*** Data to use ***
// src/engine/process.rs

//! Per-run execution driver.
//!
//! A [`Process`] owns clones of every task a run needs plus the synthetic
//! emitter task. Wiring is decentralised: each task subscribes, under the
//! names of its dependencies, to the "responded" signal, and a producer's
//! result is published once under its own name. A task whose last
//! dependency is embraced goes onto the ready queue; the driver dispatches
//! the queue only after the current batch of events has been handled, so
//! dispatch never happens from inside a fulfilment transition.
//!
//! The run is terminal as soon as either
//! - the emitter is dispatched (the caller's sink receives the results), or
//! - any task fails (the sink receives that error and nothing else).
//!
//! Work still in flight at that point is not cancelled; its completion
//! handles keep working but their reports are discarded. A task whose
//! handle is dropped without reporting fails the run; one that holds its
//! handle and never reports keeps the run waiting.

use std::collections::VecDeque;
use std::fmt;
use std::panic::{self, AssertUnwindSafe};
use std::sync::Arc;

use anyhow::anyhow;
use tokio::sync::mpsc;
use tokio::task::JoinHandle;
use tracing::{debug, info, warn};

use crate::dag::{Embrace, Signals, Task, TaskRun, TaskState};
use crate::engine::{Completion, EngineOptions, Observer, ProcessEvent, panic_message};
use crate::errors::{DagrunError, Result};

/// Terminal sink of a run: the caller's completion function.
pub type Sink<T, C> = Box<dyn FnOnce(&Arc<C>, Result<Vec<T>>) + Send>;

/// Where a task lives inside a process.
#[derive(Debug, Clone, Copy, PartialEq, Eq)]
enum Slot {
    Chain(usize),
    Emitter,
}

/// Whether the driver loop keeps going.
#[derive(Debug, Clone, Copy, PartialEq, Eq)]
enum Flow {
    Continue,
    Finished,
}

/// Everything a process is built from.
pub struct ProcessOptions<T, C> {
    pub id: u64,
    /// Synthetic task whose dependencies are the requested names.
    pub emitter: Task<T, C>,
    /// Deep dependency closure of the emitter, one entry per task.
    pub chain: Vec<Task<T, C>>,
    pub context: Arc<C>,
    pub sink: Sink<T, C>,
    pub observers: Vec<Observer<T>>,
    pub engine: EngineOptions,
}

pub struct Process<T, C> {
    id: u64,
    context: Arc<C>,
    chain: Vec<Task<T, C>>,
    runs: Vec<TaskRun<T>>,
    emitter: TaskRun<T>,
    sink: Option<Sink<T, C>>,
    /// Producer name -> dependent slots (one entry per declared dependency).
    responded: Signals<Slot>,
    observers: Vec<Observer<T>>,
    ready: VecDeque<Slot>,
    events_tx: mpsc::UnboundedSender<ProcessEvent<T>>,
    events_rx: mpsc::UnboundedReceiver<ProcessEvent<T>>,
    engine: EngineOptions,
}

impl<T, C> fmt::Debug for Process<T, C> {
    fn fmt(&self, f: &mut fmt::Formatter<'_>) -> fmt::Result {
        f.debug_struct("Process")
            .field("id", &self.id)
            .field("chain", &self.chain)
            .field("ready", &self.ready)
            .field("engine", &self.engine)
            .finish_non_exhaustive()
    }
}

impl<T, C> Process<T, C>
where
    T: Clone + Send + 'static,
    C: Send + Sync + 'static,
{
    /// Clone run state for every task and wire result propagation.
    pub fn new(options: ProcessOptions<T, C>) -> Self {
        let (events_tx, events_rx) = mpsc::unbounded_channel();
        let runs = options.chain.iter().map(TaskRun::new).collect();

        let mut process = Self {
            id: options.id,
            context: options.context,
            emitter: TaskRun::new(&options.emitter),
            chain: options.chain,
            runs,
            sink: Some(options.sink),
            responded: Signals::new(),
            observers: options.observers,
            ready: VecDeque::new(),
            events_tx,
            events_rx,
            engine: options.engine,
        };
        process.initialize();
        process
    }

    fn initialize(&mut self) {
        for (i, run) in self.runs.iter().enumerate() {
            for dep in run.dependencies() {
                self.responded.subscribe(dep.as_str(), Slot::Chain(i));
            }
        }
        for dep in self.emitter.dependencies() {
            self.responded.subscribe(dep.as_str(), Slot::Emitter);
        }

        debug!(
            run_id = self.id,
            tasks = self.runs.len(),
            subscriptions = self.responded.len(),
            "process wired"
        );
    }

    /// Queue every dependency-free task, or the emitter itself when nothing
    /// was requested.
    fn dissolve(&mut self) {
        let leaves: Vec<Slot> = self
            .runs
            .iter()
            .enumerate()
            .filter(|(_, run)| run.is_fulfilled())
            .map(|(i, _)| Slot::Chain(i))
            .collect();

        if leaves.is_empty() {
            self.ready.push_back(Slot::Emitter);
        } else {
            self.ready.extend(leaves);
        }
    }

    /// Spawn the driver onto the Tokio runtime.
    pub fn start(self) -> ProcessHandle {
        let id = self.id;
        let join = tokio::spawn(self.drive());
        ProcessHandle { id, join }
    }

    /// Drive the run on the current task until it is terminal.
    pub async fn drive(mut self) {
        info!(run_id = self.id, tasks = self.runs.len(), "run started");
        self.dissolve();

        loop {
            if self.dispatch_ready().await == Flow::Finished {
                return;
            }

            let Some(event) = self.events_rx.recv().await else {
                self.fail(DagrunError::Aborted("event channel closed".to_string()));
                return;
            };

            if self.turn(event) == Flow::Finished {
                return;
            }
        }
    }

    /// Handle `first` plus every event already queued behind it.
    fn turn(&mut self, first: ProcessEvent<T>) -> Flow {
        let mut next = Some(first);

        while let Some(event) = next {
            if let Err(err) = self.handle_event(event) {
                self.fail(err);
                return Flow::Finished;
            }
            next = self.events_rx.try_recv().ok();
        }

        Flow::Continue
    }

    fn handle_event(&mut self, event: ProcessEvent<T>) -> Result<()> {
        match event {
            ProcessEvent::Responded { slot, result } => {
                let Some(run) = self.runs.get_mut(slot) else {
                    warn!(run_id = self.id, slot, "response for unknown slot; ignoring");
                    return Ok(());
                };
                run.respond()?;
                let name = run.name().to_string();
                debug!(run_id = self.id, task = %name, "task responded");

                for observer in &self.observers {
                    observer(&name, &result);
                }
                self.publish_responded(&name, result)
            }
            ProcessEvent::Failed { slot, error } => {
                let Some(run) = self.runs.get_mut(slot) else {
                    warn!(run_id = self.id, slot, "failure for unknown slot; ignoring");
                    return Ok(());
                };
                run.error()?;
                Err(DagrunError::TaskError {
                    task: run.name().to_string(),
                    source: error,
                })
            }
            ProcessEvent::Released { slot } => {
                let Some(run) = self.runs.get_mut(slot) else {
                    return Ok(());
                };
                if run.state() != TaskState::Dispatched {
                    return Ok(());
                }
                run.error()?;
                Err(DagrunError::TaskError {
                    task: run.name().to_string(),
                    source: anyhow!("completion handle dropped without reporting"),
                })
            }
        }
    }

    /// Deliver `result` to everything subscribed under `name`.
    fn publish_responded(&mut self, name: &str, result: T) -> Result<()> {
        let subscribers = self.responded.subscribers(name).to_vec();

        for slot in subscribers {
            let run = match slot {
                Slot::Chain(i) => &mut self.runs[i],
                Slot::Emitter => &mut self.emitter,
            };
            if run.embrace_dependency(name, result.clone())? == Embrace::Fulfilled {
                self.ready.push_back(slot);
            }
        }

        Ok(())
    }

    async fn dispatch_ready(&mut self) -> Flow {
        if self.ready.is_empty() {
            return Flow::Continue;
        }
        if self.engine.yield_between_dispatches {
            tokio::task::yield_now().await;
        }

        while let Some(slot) = self.ready.pop_front() {
            let flow = match slot {
                Slot::Chain(i) => self.dispatch(i),
                Slot::Emitter => {
                    self.finish();
                    Flow::Finished
                }
            };
            if flow == Flow::Finished {
                return flow;
            }
        }

        Flow::Continue
    }

    fn dispatch(&mut self, i: usize) -> Flow {
        let run = &mut self.runs[i];
        let Some(args) = run.dispatch() else {
            warn!(run_id = self.id, task = %run.name(), state = ?run.state(), "task not dispatchable; skipping");
            return Flow::Continue;
        };

        let task = &self.chain[i];
        debug!(run_id = self.id, task = %task.name(), "dispatching task");

        let done = Completion::new(task.name().to_string(), i, self.events_tx.clone());
        let work = task.work();
        let context = &self.context;
        let error = match panic::catch_unwind(AssertUnwindSafe(|| work.call(context, args, done))) {
            Ok(Ok(())) => return Flow::Continue,
            Ok(Err(err)) => err,
            Err(payload) => anyhow!("task panicked: {}", panic_message(payload.as_ref())),
        };

        let name = task.name().to_string();
        if let Err(err) = self.runs[i].error() {
            self.fail(err);
        } else {
            self.fail(DagrunError::TaskError {
                task: name,
                source: error,
            });
        }
        Flow::Finished
    }

    fn finish(&mut self) {
        let results = self.emitter.dispatch().unwrap_or_default();
        info!(run_id = self.id, results = results.len(), "run finished");

        if let Some(sink) = self.sink.take() {
            sink(&self.context, Ok(results));
        }
    }

    fn fail(&mut self, err: DagrunError) {
        warn!(run_id = self.id, error = %err, "run failed");

        if let Some(sink) = self.sink.take() {
            sink(&self.context, Err(err));
        }
    }
}

/// Handle to a spawned process.
#[derive(Debug)]
pub struct ProcessHandle {
    id: u64,
    join: JoinHandle<()>,
}

impl ProcessHandle {
    pub fn id(&self) -> u64 {
        self.id
    }

    pub fn is_finished(&self) -> bool {
        self.join.is_finished()
    }

    /// Wait for the driver to stop. The run's outcome goes to its sink;
    /// this only reports whether the driver itself went away abnormally.
    pub async fn wait(self) -> Result<()> {
        self.join
            .await
            .map_err(|e| DagrunError::Aborted(e.to_string()))
    }
}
*** End of Data to use ***
- [Assignment]
Word for word, quote the lines of the material from the first line through the line with "subscribes, under the", both ends included.

- [Exercise response]
// src/engine/process.rs

//! Per-run execution driver.
//!
//! A [`Process`] owns clones of every task a run needs plus the synthetic
//! emitter task. Wiring is decentralised: each task subscribes, under the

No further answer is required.